The European pattern of skin, hair, and eye color

The following is an executive summary for one of my book proposals. The book itself will probably take me a year to write and I’m sure I’ll have to update the manuscript continually as new information comes in. Comments are welcome.

Humans look strikingly different in Europe, particularly within a zone centered on the East Baltic and covering the north and the east. Here, skin is unusually white. Hair is not only black but also brown, flaxen, golden, or red. Eyes are not only brown but also blue, gray, hazel, or green.

This pattern also stands out chronologically. It arose very late during the time of modern humans and long after their arrival in Europe some 35,000 years ago. Such is the conclusion now emerging from genetic studies of skin, hair, and eye color.

Europeans owe their light skin to alleles that go back only c. 11,000 years at one gene and 12,000–3,000 years at another. As a Science journalist remarked: “the implication is that our European ancestors were brown-skinned for tens of thousands of years.” They were also uniformly black-haired and brown-eyed. Then, just as recently, their hair and eye color diversified as new alleles began to proliferate at two other genes.

The challenge now will be to narrow the time window. If these changes happened after 7,000 BP, the cause might be northern Europe’s shift from hunting and gathering to cereal agriculture. The change in diet may have reduced the intake of vitamin D, thus favoring the survival of paler Europeans whose skin could synthesize more of this vitamin.

This theory explains how European skin could have turned pale almost at the dawn of history. It leaves unexplained, however, why selection for lighter skin would have multiplied the number and variety of alleles for hair or eye color, especially when so many have little effect on skin color.

If these changes had happened earlier, before 10,000 BP, the cause might involve the last ice age. At that time, the tundra ecozone ran further south in Europe than in Asia, having been pushed down on to the plains of northern and eastern Europe by the Scandinavian icecap. The lower, sunnier latitudes created an unusually bioproductive tundra that could support large herds of game animals and, in turn, a substantial human population—but at the cost of a recurring shortage of male mates. Among present-day hunter-gatherers, similar environments raise the male death rate because the men must cover long distances while hunting migratory herds. The man shortage cannot be offset by more polygyny, since only a very able hunter can provide for a second wife (tundra offers women few opportunities for food gathering, thus reducing their self-reliance in feeding themselves and their children). With fewer men altogether and fewer being polygynous, the sex ratio is skewed toward a female surplus.
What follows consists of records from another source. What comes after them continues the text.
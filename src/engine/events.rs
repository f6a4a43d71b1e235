use std::sync::Mutex;

use serde::Serialize;
use tracing::info;

use crate::maven::coordinates::Artifact;

/// Record of one file pushed to a remote repository, kept for build
/// reporting. Records are only ever appended during a build.
#[derive(Debug, Clone, PartialEq, Eq, Serialize)]
pub struct DeployedArtifact {
    pub repository_id: String,
    pub group_id: String,
    pub artifact_id: String,
    pub version: String,
    pub classifier: String,
    pub extension: String,
    pub snapshot: bool,
    /// Layout path relative to the repository root.
    pub path: String,
    pub url: String,
}

/// Observer of engine activity. All methods default to no-ops so listeners
/// implement only what they care about.
pub trait RepositoryListener: Send + Sync {
    fn artifact_resolved(&self, _artifact: &Artifact, _repository_id: &str, _local_path: &str) {}

    fn artifact_installed(&self, _artifact: &Artifact, _local_path: &str) {}

    fn artifact_deployed(&self, _deployed: &DeployedArtifact) {}
}

/// Forwards engine events to the log, mirroring what an interactive build
/// log would show.
pub struct ConsoleRepositoryListener;

impl RepositoryListener for ConsoleRepositoryListener {
    fn artifact_resolved(&self, artifact: &Artifact, repository_id: &str, local_path: &str) {
        info!("resolved {} from [{}] to {}", artifact, repository_id, local_path);
    }

    fn artifact_installed(&self, artifact: &Artifact, local_path: &str) {
        info!("installed {} to {}", artifact, local_path);
    }

    fn artifact_deployed(&self, deployed: &DeployedArtifact) {
        info!(
            "deployed {}:{}:{} to [{}] as {}",
            deployed.group_id,
            deployed.artifact_id,
            deployed.version,
            deployed.repository_id,
            deployed.url
        );
    }
}

/// Collects deployment records for the build report.
#[derive(Default)]
pub struct DeployRecorder {
    records: Mutex<Vec<DeployedArtifact>>,
}

impl DeployRecorder {
    pub fn new() -> DeployRecorder {
        DeployRecorder::default()
    }

    pub fn records(&self) -> Vec<DeployedArtifact> {
        self.records.lock().expect("poisoned deploy records").clone()
    }
}

impl RepositoryListener for DeployRecorder {
    fn artifact_deployed(&self, deployed: &DeployedArtifact) {
        self.records
            .lock()
            .expect("poisoned deploy records")
            .push(deployed.clone());
    }
}
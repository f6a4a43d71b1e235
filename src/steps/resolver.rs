use serde::Deserialize;
use tracing::{info, warn};

use crate::engine::dependency::{ClasspathScopeFilter, Scope};
use crate::engine::{Engine, ResolvedArtifact};
use crate::error::Error;
use crate::maven::coordinates::Artifact;
use crate::maven::paths;
use crate::steps::Workspace;

/// Resolves a batch of artifacts and copies them into a workspace
/// directory.
///
/// An artifact with `fail_on_error = false` that cannot be resolved is
/// logged and skipped; the batch continues. Configuration errors abort the
/// batch regardless.
#[derive(Debug, Clone, Deserialize)]
pub struct ArtifactResolver {
    #[serde(default)]
    pub repository_id: Option<String>,
    #[serde(default)]
    pub target_directory: String,
    #[serde(default)]
    pub with_dependencies: bool,
    /// Classpath scope for dependency resolution, `compile` when absent.
    #[serde(default)]
    pub scope: Option<String>,
    pub artifacts: Vec<Artifact>,
}

/// What a batch step actually did: everything placed in the workspace, and
/// the coordinates that were skipped over.
#[derive(Debug, Default)]
pub struct StepOutcome {
    pub resolved: Vec<ResolvedArtifact>,
    pub skipped: Vec<String>,
}

impl ArtifactResolver {
    pub async fn run(
        &self,
        engine: &Engine,
        workspace: &dyn Workspace,
    ) -> crate::error::Result<StepOutcome> {
        let mut outcome = StepOutcome::default();

        for artifact in &self.artifacts {
            match self.resolve_one(engine, workspace, artifact).await {
                Ok(resolved) => outcome.resolved.extend(resolved),
                Err(e) if e.is_fatal() || artifact.fail_on_error => return Err(e),
                Err(e) => {
                    warn!("{:#}, continuing with the next artifact", e);
                    outcome.skipped.push(artifact.to_string());
                }
            }
        }

        info!(
            "resolved {} artifact(s), skipped {}",
            outcome.resolved.len(),
            outcome.skipped.len()
        );
        Ok(outcome)
    }

    async fn resolve_one(
        &self,
        engine: &Engine,
        workspace: &dyn Workspace,
        artifact: &Artifact,
    ) -> crate::error::Result<Vec<ResolvedArtifact>> {
        let repository_id = self.repository_id.as_deref();

        let resolved = if self.with_dependencies {
            let filter = ClasspathScopeFilter::new(Scope::parse(self.scope.as_deref()));
            engine
                .resolve_with_dependencies(artifact, repository_id, &filter)
                .await?
        } else {
            vec![engine.resolve(artifact, repository_id).await?]
        };

        for one in &resolved {
            let relative = self.workspace_path(one);
            workspace
                .copy_in(&one.path, &relative)
                .await
                .map_err(|e| Error::resolution(one.artifact.to_string(), e))?;
        }
        Ok(resolved)
    }

    /// Target path inside the workspace. An explicit target file name wins;
    /// dependencies pulled in alongside the root keep their layout name.
    fn workspace_path(&self, resolved: &ResolvedArtifact) -> String {
        let artifact = &resolved.artifact;
        let file_name = artifact.target_file_name.clone().unwrap_or_else(|| {
            paths::file_name(
                &artifact.artifact_id,
                artifact.version.as_deref().unwrap_or_default(),
                &artifact.classifier,
                artifact.extension(),
            )
        });

        let directory = self.target_directory.trim_end_matches('/');
        if directory.is_empty() {
            file_name
        } else {
            format!("{}/{}", directory, file_name)
        }
    }
}
//! Artifact-level `maven-metadata.xml` documents. Field names mirror the
//! XML element names so the documents deserialize without rename noise.

#![allow(non_snake_case)]

use serde::Deserialize;

use crate::maven::version;

#[derive(Debug, Clone, Deserialize)]
pub struct Metadata {
    pub groupId: Option<String>,
    pub artifactId: Option<String>,
    pub versioning: Option<Versioning>,
}

#[derive(Debug, Clone, Deserialize)]
pub struct Versioning {
    pub latest: Option<String>,
    pub release: Option<String>,
    pub versions: Option<Versions>,
    pub lastUpdated: Option<String>,
}

#[derive(Debug, Clone, Default, Deserialize)]
pub struct Versions {
    #[serde(default)]
    pub version: Vec<String>,
}

pub fn parse(xml: &str) -> anyhow::Result<Metadata> {
    Ok(serde_xml_rs::from_str(xml)?)
}

/// The merged view over the metadata documents of all queried repositories.
///
/// Version lists are unioned in first-seen order; `latest` and `release`
/// hints are kept from whichever document carries the newest value.
#[derive(Debug, Default)]
pub struct VersionCatalog {
    versions: Vec<String>,
    latest: Option<String>,
    release: Option<String>,
}

impl VersionCatalog {
    pub fn merge(&mut self, metadata: &Metadata) {
        let Some(versioning) = &metadata.versioning else {
            return;
        };

        if let Some(versions) = &versioning.versions {
            for v in &versions.version {
                if !self.versions.contains(v) {
                    self.versions.push(v.clone());
                }
            }
        }

        merge_hint(&mut self.latest, versioning.latest.as_deref());
        merge_hint(&mut self.release, versioning.release.as_deref());
    }

    pub fn is_empty(&self) -> bool {
        self.versions.is_empty() && self.latest.is_none() && self.release.is_none()
    }

    pub fn versions(&self) -> &[String] {
        &self.versions
    }

    pub fn latest(&self) -> Option<&str> {
        self.latest.as_deref()
    }

    pub fn release(&self) -> Option<&str> {
        self.release.as_deref()
    }

    pub fn into_versions(self) -> Vec<String> {
        self.versions
    }
}

fn merge_hint(current: &mut Option<String>, incoming: Option<&str>) {
    let Some(incoming) = incoming else {
        return;
    };
    let newer = match current.as_deref() {
        Some(existing) => version::compare(incoming, existing) == std::cmp::Ordering::Greater,
        None => true,
    };
    if newer {
        *current = Some(incoming.to_string());
    }
}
In this buyer’s market, men will select those women who look the most feminine. Since human skin color is sexually dimorphic (women are the ‘fair sex’), this sexual selection would eventually whiten the entire population. Where pigmentation has no female-specific form, as with hair and eye color, sexual selection would favor women with color variants that stand out by their novelty, the outcome being an increasingly diverse polymorphism.